Recently there was a story posted on SlashDot about Bill Gates derogatorily calling open source programmers 'communists'. This is nothing new, Microsoft executives seem to invoke the 'dirty commies' diatribe every year when they got nothing else bad to say about open source(OS). However, this always generates a long list of the usual replies in 'defense' from OS programmers that their software is just as 'true-blue, capitalistic, patriotic' or whatever they deemed good (yes, some of them do point out that there isn't any reason to get defensive as there isn't anything wrong with communism, etc. But they are often in the minority on Slashdot for some reason). At any rate, someone went as far as making a old soviet-style flag with a 'copyleft' symbol on it.
I think both sides are wrong. In my opinion, the way in which open source software is created is much closer anarchistic ideals than communist ideals. After all, there's no centralized goverment entity granting authority in all these programmers to go forth and do a open source project. In general, projects get started when one or a group of programmers decides there is a need to fill very simular to how many anarchist collectives get started. Although there is usually a 'project leader', rather than being someone 'appointed from above', it's typically the person with the most knowledge or experience. They don't typically have any 'authority' to order people around; if they try (and, yes, there are few OS projects where this has happened), usually it just causes the other participants to 'fork' the code base and start there own project. So decisions are typically made so as to include all people involved in a project very simular to what a collective does.

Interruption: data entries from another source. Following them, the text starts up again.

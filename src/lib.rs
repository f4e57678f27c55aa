//! Room coordination server: identity, rooms, peer-mesh negotiation relay and
//! timed turn-based sessions, served over a WebSocket.

pub mod archive;
pub mod auth;
pub mod config;
pub mod error;
pub mod hub;
pub mod identity;
pub mod mesh;
pub mod protocol;
pub mod rate_limit;
pub mod room;
pub mod rules;
pub mod server;
pub mod session;
pub mod timer;

pub use archive::{ArchivedMessage, InMemoryArchive, MessageArchive};
pub use auth::{IdentityProvider, JwtAuth, JwtAuthOptions};
pub use config::Config;
pub use error::{CoreError, ErrorCode};
pub use hub::{Hub, HubEvent, HubHandle, HubSettings};
pub use identity::{ConnectionId, IdentityRegistry, LogicalUser, UserId};
pub use mesh::{resolve_glare, LinkState, PeerMesh};
pub use protocol::{ClientMessage, ServerMessage};
pub use room::{RoomId, RoomRegistry, RoomSettings};
pub use rules::{GameType, RuleEngine};
pub use server::Server;
pub use session::{SessionPhase, TurnSession};

use anyhow::Context;
use tracing_subscriber::{layer::SubscriberExt, util::SubscriberInitExt};

/// Load configuration, install logging and serve until the listener fails.
pub async fn run() -> anyhow::Result<()> {
  let config = Config::from_env().context("Failed to load configuration")?;

  tracing_subscriber::registry()
    .with(
      tracing_subscriber::EnvFilter::try_from_default_env()
        .unwrap_or_else(|_| format!("{}=debug,tower_http=debug", env!("CARGO_CRATE_NAME")).into()),
    )
    .with(tracing_subscriber::fmt::layer())
    .init();

  let addr = format!("0.0.0.0:{}", config.port);
  Server::from_config(&config)
    .listen(&addr)
    .await
    .with_context(|| format!("Server on {addr} failed"))
}
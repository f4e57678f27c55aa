use serde::{Deserialize, Serialize};
use serde_json::Value;
use std::ops::RangeInclusive;

use super::{decode_move, decode_state, encode_state, MoveOutcome, MoveResult, RuleEngine, RuleError};
use crate::identity::IdentityKey;

const OPENING_HEAPS: [u32; 3] = [3, 4, 5];

/// Normal-play Nim: take any number from one heap, taking the last object wins.
#[derive(Debug, Default, Clone, Copy)]
pub struct Nim;

#[derive(Debug, Clone, Serialize, Deserialize)]
struct Heaps {
  players: [IdentityKey; 2],
  heaps: Vec<u32>,
  next: usize,
}

#[derive(Debug, Deserialize)]
struct Take {
  heap: usize,
  take: u32,
}

impl RuleEngine for Nim {
  fn seats(&self) -> RangeInclusive<usize> {
    2..=2
  }

  fn initial_state(&self, participants: &[IdentityKey]) -> Result<Value, RuleError> {
    self.check_seats(participants.len())?;
    encode_state(&Heaps {
      players: [participants[0].clone(), participants[1].clone()],
      heaps: OPENING_HEAPS.to_vec(),
      next: 0,
    })
  }

  fn apply_move(&self, state: &Value, actor: &IdentityKey, mv: &Value) -> Result<MoveResult, RuleError> {
    let mut game: Heaps = decode_state(state)?;
    let Take { heap, take } = decode_move(mv)?;

    if &game.players[game.next] != actor {
      return Err(RuleError::IllegalMove("not this player's turn".into()));
    }
    let Some(size) = game.heaps.get_mut(heap) else {
      return Err(RuleError::IllegalMove(format!("no heap {heap}")));
    };
    if take == 0 || take > *size {
      return Err(RuleError::IllegalMove(format!(
        "cannot take {take} from a heap of {size}"
      )));
    }
    *size -= take;

    let seat = game.next;
    game.next = 1 - seat;
    let outcome = if game.heaps.iter().all(|&h| h == 0) {
      MoveOutcome::Win(actor.clone())
    } else {
      MoveOutcome::Continue(game.players[game.next].clone())
    };

    Ok(MoveResult {
      state: encode_state(&game)?,
      outcome,
    })
  }

  fn restart(&self, state: &Value) -> Result<Value, RuleError> {
    let mut game: Heaps = decode_state(state)?;
    game.heaps = OPENING_HEAPS.to_vec();
    game.next = 0;
    encode_state(&game)
  }

  /// Move to a zero nim-sum when possible, otherwise take one from the largest heap.
  fn scripted_move(&self, state: &Value, _actor: &IdentityKey) -> Option<Value> {
    let game: Heaps = decode_state(state).ok()?;
    let nim_sum = game.heaps.iter().fold(0, |acc, &h| acc ^ h);

    let winning = (nim_sum != 0)
      .then(|| {
        game
          .heaps
          .iter()
          .enumerate()
          .find(|&(_, &h)| h ^ nim_sum < h)
          .map(|(i, &h)| (i, h - (h ^ nim_sum)))
      })
      .flatten();

    let (heap, take) = winning.or_else(|| {
      game
        .heaps
        .iter()
        .enumerate()
        .filter(|&(_, &h)| h > 0)
        .max_by_key(|&(_, &h)| h)
        .map(|(i, _)| (i, 1))
    })?;

    Some(serde_json::json!({ "heap": heap, "take": take }))
  }
}
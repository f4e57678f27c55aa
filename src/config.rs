//! Environment-driven configuration.

use anyhow::{Context, Result};
use std::{str::FromStr, time::Duration};

use crate::{hub::HubSettings, rate_limit::MessageLimits, room::RoomSettings};

const DEV_SECRET: &str = "dev-secret";

#[derive(Debug, Clone)]
pub struct Config {
  pub port: u16,
  pub jwt_secret: String,
  /// Admit connections without a token as guests
  pub allow_guests: bool,
  pub hub: HubSettings,
  pub limits: MessageLimits,
}

impl Config {
  /// Load `.env` if present, then read the process environment.
  pub fn from_env() -> Result<Self> {
    dotenv::dotenv().ok();
    Self::from_lookup(|key| std::env::var(key).ok())
  }

  pub fn from_lookup(lookup: impl Fn(&str) -> Option<String>) -> Result<Self> {
    let jwt_secret = lookup("JWT_SECRET").unwrap_or_else(|| {
      tracing::warn!("JWT_SECRET is not set; using the development secret");
      DEV_SECRET.to_string()
    });

    let hub = HubSettings {
      rooms: RoomSettings {
        group_capacity: parse(&lookup, "GROUP_CAPACITY", 8)?,
        two_party_capacity: parse(&lookup, "TWO_PARTY_CAPACITY", 4)?,
        ..RoomSettings::default()
      },
      turn_timeout: Duration::from_secs(parse(&lookup, "TURN_TIMEOUT_SECS", 30)?),
      link_retry: Duration::from_secs(parse(&lookup, "LINK_RETRY_SECS", 3)?),
      history_limit: parse(&lookup, "HISTORY_LIMIT", 100)?,
    };

    let limits = MessageLimits {
      max_size_bytes: parse(&lookup, "MAX_MESSAGE_BYTES", 64 * 1024)?,
      max_messages_per_window: parse(&lookup, "RATE_MAX_MESSAGES", 30)?,
      window_duration: Duration::from_millis(parse(&lookup, "RATE_WINDOW_MS", 1000)?),
      ban_duration: Duration::from_secs(parse(&lookup, "RATE_BAN_SECS", 10)?),
    };

    Ok(Self {
      port: parse(&lookup, "PORT", 3000)?,
      jwt_secret,
      allow_guests: parse(&lookup, "ALLOW_GUESTS", true)?,
      hub,
      limits,
    })
  }
}

fn parse<T>(lookup: &impl Fn(&str) -> Option<String>, key: &str, default: T) -> Result<T>
where
  T: FromStr,
  T::Err: std::error::Error + Send + Sync + 'static,
{
  match lookup(key) {
    Some(raw) => raw
      .trim()
      .parse()
      .with_context(|| format!("Invalid value for {key}: {raw:?}")),
    None => Ok(default),
  }
}
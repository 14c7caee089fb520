//! Disk Module
//!
//! Persistent half of the cache: an append-only data file of encoded
//! records and the index that locates them.

mod compression;
mod index;
mod ledger;

pub use compression::Compression;
pub use index::{LedgerIndex, Span};
pub use ledger::{index_path_for, DiskLedger};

Also, the software is made available in such a way as to make it a close to 'common ownership' as possible. In fact, it's usually licensed to keep it that way. This concept of 'common public ownership' is usually what gives open source it's label of 'communism' but this also is a concept of anarchism, maybe even more so as in communist society, a government entity distributes goods whereas in an anarchist society, it would be individuals(or groups of them) that would do so.
I should point out not all open source projects are run this way. The ones run by or with close ties to corporations do seem to have problems with these ideas probably because the 'corporatism' and 'anarchism' are about as diametrically opposite of each other as one can get. However, it is a general feeling among many open source advocates that they SHOULD BE run this way.
So, if any flag should be made for the open source movement, maybe this one would be more appropriate.
PS: The image is 'copyleft', so you're free to use it or modify it. But in the 'spirit' of open source, just don't 'own' it :-).